A great example of this in action was the huge deal that was made over the debt ceiling. In case you aren’t very familiar with that this actually is, the debt ceiling is the limit on how much the federal government can borrow. The government borrows money by issuing marketable securities such as bonds. Now, Congress had already approved a budget. This means that they approved how much would be spent. Then, when it came time to give the government the tools to spend the money that they approved, they made a huge deal out of it. It had to be raised. They already approved the money being spent, and where it would be spent. They knew perfectly well that they had to approve an increase in the debt ceiling. It was just another attempt to convince people that it is a horrible thing. Not including this year, the debt ceiling has been raised 102 times since 1917. It was raised 8 times during Bush’s office.
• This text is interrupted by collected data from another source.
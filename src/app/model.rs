use std::time::{Duration, Instant};

use crate::catalog::{Catalog, CategoryFilter, Track};
use crate::transport::PlaybackFailure;

/// Shown under the player card when enabled.
pub const MEDITATION_TIPS: [&str; 4] = [
    "Find a quiet place free from distractions",
    "Sit or lie down in a comfortable position",
    "Focus on your breathing as you listen",
    "If your mind wanders, gently bring it back to the present",
];

/// A transient message with an expiry.
#[derive(Debug, Clone, PartialEq)]
pub struct Toast {
    pub title: String,
    pub message: String,
    expires_at: Instant,
}

/// The terminal view model.
#[derive(Debug)]
pub struct App {
    pub filter: CategoryFilter,
    /// Track id under the cursor, `None` when the filtered view is empty.
    pub selected: Option<u32>,
    /// Whether the cursor jumps to the current track when playback moves on.
    pub follow_playback: bool,
    pub show_tips: bool,
    toast: Option<Toast>,
}

impl App {
    pub fn new(catalog: &Catalog, filter: CategoryFilter, show_tips: bool) -> Self {
        let mut app = Self {
            filter,
            selected: None,
            follow_playback: true,
            show_tips,
            toast: None,
        };
        app.ensure_selected_visible(catalog);
        app
    }

    /// Tracks in the active category, in catalog order.
    pub fn visible<'a>(&self, catalog: &'a Catalog) -> Vec<&'a Track> {
        catalog.filtered(self.filter)
    }

    pub fn selected_track<'a>(&self, catalog: &'a Catalog) -> Option<&'a Track> {
        self.selected.and_then(|id| catalog.get(id))
    }

    /// Row of the cursor in the filtered view.
    pub fn selected_row(&self, catalog: &Catalog) -> Option<usize> {
        let id = self.selected?;
        self.visible(catalog).iter().position(|t| t.id == id)
    }

    /// Move the cursor to `id` if it is part of the current view.
    pub fn set_selected(&mut self, id: u32, catalog: &Catalog) {
        if self.visible(catalog).iter().any(|t| t.id == id) {
            self.selected = Some(id);
        }
    }

    /// Move selection to the next visible track, wrapping to the first.
    pub fn next(&mut self, catalog: &Catalog) {
        let view = self.visible(catalog);
        if view.is_empty() {
            return;
        }
        let pos = self.selected.and_then(|id| view.iter().position(|t| t.id == id));
        let next = match pos {
            Some(p) => view[(p + 1) % view.len()],
            None => view[0],
        };
        self.selected = Some(next.id);
    }

    /// Move selection to the previous visible track, wrapping to the last.
    pub fn prev(&mut self, catalog: &Catalog) {
        let view = self.visible(catalog);
        let Some(last) = view.last() else {
            return;
        };
        let pos = self.selected.and_then(|id| view.iter().position(|t| t.id == id));
        let prev = match pos {
            Some(0) | None => *last,
            Some(p) => view[p - 1],
        };
        self.selected = Some(prev.id);
    }

    /// Switch to the next category and keep the cursor inside it.
    pub fn cycle_filter(&mut self, catalog: &Catalog) {
        self.filter = self.filter.next();
        self.ensure_selected_visible(catalog);
    }

    /// Keep the cursor on the playing track while following is on.
    pub fn follow(&mut self, current_id: u32, catalog: &Catalog) {
        if self.follow_playback {
            self.set_selected(current_id, catalog);
        }
    }

    pub fn show_failure(
        &mut self,
        failure: &PlaybackFailure,
        catalog: &Catalog,
        now: Instant,
        ttl: Duration,
    ) {
        let title = catalog
            .get(failure.track_id)
            .map(|t| t.title.as_str())
            .unwrap_or("this track");
        self.toast = Some(Toast {
            title: "Playback Error".to_string(),
            message: format!(
                "There was an error playing {title} ({}). Please try again.",
                failure.reason
            ),
            expires_at: now + ttl,
        });
    }

    /// The toast if it has not expired by `now`.
    pub fn toast(&self, now: Instant) -> Option<&Toast> {
        self.toast.as_ref().filter(|t| now < t.expires_at)
    }

    pub fn expire_toast(&mut self, now: Instant) {
        if self.toast(now).is_none() {
            self.toast = None;
        }
    }

    fn ensure_selected_visible(&mut self, catalog: &Catalog) {
        let view = self.visible(catalog);
        let visible = self
            .selected
            .is_some_and(|id| view.iter().any(|t| t.id == id));
        if !visible {
            self.selected = view.first().map(|t| t.id);
        }
    }
}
Even John McCain, Obama’s 2008 Presidential opposition, called the ideas that were stalling the approval “foolish.” But, as they said, they had to oppose everything.

Another example would be the fervent opposition to the health care bill that was almost identical to the health care bill that Republicans proposed in the 90’s. See my post The Pot and the Kettle for a full discussion of that hypocrisy.

Cartoon by Clay Bennett

What makes me laugh is that Boehner recently showed Republican hypocrisy again when he asked, “Do we have to fight about everything?” He continued with, “How in the world did we ever get here?…Think about this: a fight being picked over an issue that everyone knew was going to be resolved; a fight being picked over an issue that there is no fight over.”

Considering that this is exactly what the Republican strategy has been for the last four years the answer would have to be: we got here because Republicans were so upset that they lost the election that they decided to completely stop trying to work together for the common good. They are only interested in gaining back that power.

This lack of any attempt to work together is one factor that led to Norm Ornstein, noted political scientist and scholar at the American Enterprise Institute, to call this the “worst Congress ever.” The evidence is plainly in front of the American people, not only in their words, but also in their actions. I’m sure when that group meets again they will share a laugh at all of the silly conservatives who bought into their feigned outrage and opposition. At least they will be right to laugh. If this election goes poorly, the rest of us won’t be laughing.